Data in this exercise —
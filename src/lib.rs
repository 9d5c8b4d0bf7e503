pub mod cli;
pub mod data;
pub mod detect;
pub mod diagnostics;
pub mod error;
pub mod export;
pub mod fields;
pub mod ingest;
pub mod io_utils;
pub mod mapping;
pub mod reconcile;
pub mod report;
pub mod schema;
pub mod source;
pub mod stats;
pub mod store;
pub mod table;
pub mod transform;

use std::{env, sync::OnceLock};

use anyhow::Result;
use clap::Parser;
use log::LevelFilter;

use crate::cli::{Cli, Commands};

pub use crate::{
    error::HarmonizeError,
    ingest::ingest,
    schema::Schema,
    stats::RunStatistics,
    store::{MemoryStore, RecordStore},
};

static LOGGER: OnceLock<()> = OnceLock::new();

fn init_logging() {
    LOGGER.get_or_init(|| {
        let mut builder = env_logger::Builder::from_env(env_logger::Env::default());
        if env::var("RUST_LOG").is_err() {
            builder.filter_module("csv_harmonizer", LevelFilter::Info);
        }
        let _ = builder.format_timestamp_millis().try_init();
    });
}

pub fn run() -> Result<()> {
    init_logging();
    let cli = Cli::parse();
    match cli.command {
        Commands::Ingest(args) => ingest::execute(&args),
        Commands::Fields(args) => fields::execute(&args),
        Commands::Detect(args) => detect::execute(&args),
        Commands::Export(args) => export::execute(&args),
    }
}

Problem requirements — Copy each line of the listing that holds the word "store".

The answer —
pub mod store;
    store::{MemoryStore, RecordStore},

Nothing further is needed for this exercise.